Understanding the Scope of the Report
Keep in mind that the home inspectors responsibilities and capabilities are specialized and that the scope of the inspection report is confined to particular areas of investigation as well as defined methods of investigation and discovery. During a typical Limited Visual Inspection, for example, the inspector is not going to do an invasive examination of the property that might involve such things as cutting holes in the walls or removing sections of the floor or ceiling to get a closer look.
Chances are you do not want them either, because you are just interested in a general critique of the home. So there may be parts of the home that cannot be thoroughly checked out by the inspector because he or she does not have X-ray vision. In that case the inspector will probably make a note in the report explaining the limitation of the inspection and recommending that to know more you should hire a specialist.

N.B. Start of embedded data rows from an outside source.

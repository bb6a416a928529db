use std::borrow::Cow;

use super::LinearSymbology;
use crate::common::{Alphabet, PatternTable};

// Code 39
//------------------------------------------------------------------------------

pub const MAX_LEN: usize = 86;

static ALPHABET: Alphabet = Alphabet::new(b"0123456789ABCDEFGHIJKLMNOPQRSTUVWXYZ-. $/+%");

// Nine elements per character followed by a narrow inter-character gap. The stop
// pattern is the start character without its gap.
static PATTERNS: PatternTable = PatternTable::new(
    &[
        "1112212111", "2112111121", "1122111121", "2122111111", "1112211121", "2112211111",
        "1122211111", "1112112121", "2112112111", "1122112111", "2111121121", "1121121121",
        "2121121111", "1111221121", "2111221111", "1121221111", "1111122121", "2111122111",
        "1121122111", "1111222111", "2111111221", "1121111221", "2121111211", "1111211221",
        "2111211211", "1121211211", "1111112221", "2111112211", "1121112211", "1111212211",
        "2211111121", "1221111121", "2221111111", "1211211121", "2211211111", "1221211111",
        "1211112121", "2211112111", "1221112111", "1212121111", "1212111211", "1211121211",
        "1112121211",
    ],
    "1211212111",
    "121121211",
);

#[derive(Debug, Default, PartialEq, Eq, Copy, Clone)]
pub struct Code39 {
    with_check: bool,
}

impl Code39 {
    pub const fn new(with_check: bool) -> Self {
        Self { with_check }
    }

    pub const fn with_check(&self) -> bool {
        self.with_check
    }
}

impl LinearSymbology for Code39 {
    fn name(&self) -> &'static str {
        "Code 39"
    }

    fn alphabet(&self) -> &'static Alphabet {
        &ALPHABET
    }

    fn patterns(&self) -> &'static PatternTable {
        &PATTERNS
    }

    fn max_len(&self) -> usize {
        MAX_LEN
    }

    // Modulo 43
    fn checksum(&self, indices: &[usize]) -> Vec<usize> {
        if !self.with_check {
            return Vec::new();
        }
        vec![indices.iter().sum::<usize>() % 43]
    }

    fn preprocess<'a>(&self, data: &'a str) -> Cow<'a, str> {
        if data.bytes().any(|b| b.is_ascii_lowercase()) {
            Cow::Owned(data.to_ascii_uppercase())
        } else {
            Cow::Borrowed(data)
        }
    }

    fn caption(&self, data: &str, checksum: &str) -> String {
        format!("*{data}{checksum}*")
    }
}

#[cfg(test)]
mod code39_tests {
    use std::borrow::Cow;

    use test_case::test_case;

    use super::{Code39, ALPHABET, PATTERNS};
    use crate::symbology::LinearSymbology;

    fn indices(data: &str) -> Vec<usize> {
        data.chars().map(|c| ALPHABET.index(c).unwrap()).collect()
    }

    #[test]
    fn test_patterns_have_three_wide_elements() {
        for i in 0..PATTERNS.len() {
            let pattern = PATTERNS.get(i);
            assert_eq!(pattern.len(), 10);
            let wide = pattern.bytes().filter(|&b| b == b'2').count();
            assert_eq!(wide, 3, "{}", ALPHABET.char_at(i));
            assert!(pattern.ends_with('1'));
        }
        assert_eq!(&PATTERNS.start()[..9], PATTERNS.stop());
    }

    #[test_case("CODE39", 'W'; "alphanumeric")]
    #[test_case("0", '0'; "zero")]
    #[test_case("%%", '+'; "wraps modulus")]
    fn test_checksum(data: &str, expected: char) {
        let check = Code39::new(true).checksum(&indices(data));
        assert_eq!(check.len(), 1);
        assert_eq!(ALPHABET.char_at(check[0]), expected);
    }

    #[test]
    fn test_checksum_disabled() {
        assert!(Code39::new(false).checksum(&indices("CODE39")).is_empty());
    }

    #[test]
    fn test_preprocess_folds_case() {
        let code = Code39::default();
        assert_eq!(code.preprocess("code-39"), "CODE-39");
        assert!(matches!(code.preprocess("CODE-39"), Cow::Borrowed(_)));
    }

    #[test]
    fn test_caption() {
        let code = Code39::new(true);
        assert_eq!(code.caption("CODE39", "W"), "*CODE39W*");
        assert_eq!(code.caption("", ""), "**");
    }
}
// Pattern table
//------------------------------------------------------------------------------

/// Bar/space run-length patterns of a symbology, indexed in lockstep with its
/// [`Alphabet`](super::Alphabet). Every pattern digit is the width in modules of one
/// element, starting with a bar and alternating bar and space.
#[derive(Debug)]
pub struct PatternTable {
    entries: &'static [&'static str],
    start: &'static str,
    stop: &'static str,
}

impl PatternTable {
    pub const fn new(
        entries: &'static [&'static str],
        start: &'static str,
        stop: &'static str,
    ) -> Self {
        Self { entries, start, stop }
    }

    /// Table whose start and stop are the same sentinel pattern.
    pub const fn framed(entries: &'static [&'static str], sentinel: &'static str) -> Self {
        Self::new(entries, sentinel, sentinel)
    }

    pub fn get(&self, index: usize) -> &'static str {
        self.entries[index]
    }

    pub const fn start(&self) -> &'static str {
        self.start
    }

    pub const fn stop(&self) -> &'static str {
        self.stop
    }

    pub const fn len(&self) -> usize {
        self.entries.len()
    }

    pub const fn is_empty(&self) -> bool {
        self.entries.is_empty()
    }

    /// Concatenates start, the pattern of every index in order, and stop.
    pub fn assemble<I: IntoIterator<Item = usize>>(&self, indices: I) -> String {
        let indices = indices.into_iter();
        let entry_len = self.entries.first().map_or(0, |e| e.len());
        let data_len = indices.size_hint().0 * entry_len;
        let mut pattern = String::with_capacity(self.start.len() + data_len + self.stop.len());

        pattern.push_str(self.start);
        for i in indices {
            pattern.push_str(self.entries[i]);
        }
        pattern.push_str(self.stop);
        pattern
    }
}

/// Total width of a run-length pattern in modules.
pub fn module_width(pattern: &str) -> u32 {
    pattern.bytes().map(|b| (b - b'0') as u32).sum()
}
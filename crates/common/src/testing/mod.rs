//! Testing utilities and helpers
//!
//! - **[`mocks`]**: in-memory implementations of the auth traits
//!
//! ## Usage
//!
//! ```rust
//! # #[cfg(feature = "runtime")]
//! # {
//! use geoportal_common::testing::MockCredentialStore;
//! use geoportal_common::CredentialStore;
//! use geoportal_domain::Credential;
//!
//! let store = MockCredentialStore::new();
//! store.save(&Credential::new("key", Some("refresh".into()))).unwrap();
//! assert_eq!(store.save_count(), 1);
//! # }
//! ```

pub mod mocks;

#[cfg(feature = "platform")]
pub use mocks::MockSecretStore;
#[cfg(feature = "runtime")]
pub use mocks::{MockCredentialStore, MockTokenExchange};
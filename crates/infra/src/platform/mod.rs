//! Platform integrations
//!
//! - **[`browser`]**: launching the system browser for the authorization step

pub mod browser;

pub use browser::{BrowserLauncher, SystemBrowser};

Say, for example, that if the house has a three-story chimney in it the inspector is not going to be able to study the inside of that skinny chimney, so they may recommend having that kind of unique inspection performed by a licensed chimney sweep.
Of course if you want a more exhaustive and invasive inspection you can opt for a Comprehensive Inspection. This kind of inspection may take 2-3 days and a team of inspectors, and it may cost a few thousand dollars, but it will certainly be more thorough. But normally a home buyer will not call for this kind of inspection unless the preliminary Limited Visual Inspection recommends it or there are some extraordinary reasons to justify a more invasive inspection.
To learn more about the scope of each kind of inspection, refer to the blog section on this website that explains the difference between Limited Visual Inspections and Comprehensive Inspections.
Keep in mind that inspection report information is not just helpful at the time of purchase. A home inspection report can also be extremely useful after a sale is completed and the buyer becomes a homeowner with the responsibility of home maintenance. You can refer to it to see areas of the home that the inspector determined might need repairs or maintenance, for example, and then use those recommendations to help you prioritize your home repair and maintenance projects. You can also share the findings of the report with people such as building contractors, insurance agents, or prospective tenants to help them gain a better understanding of the home and the condition of its systems and components.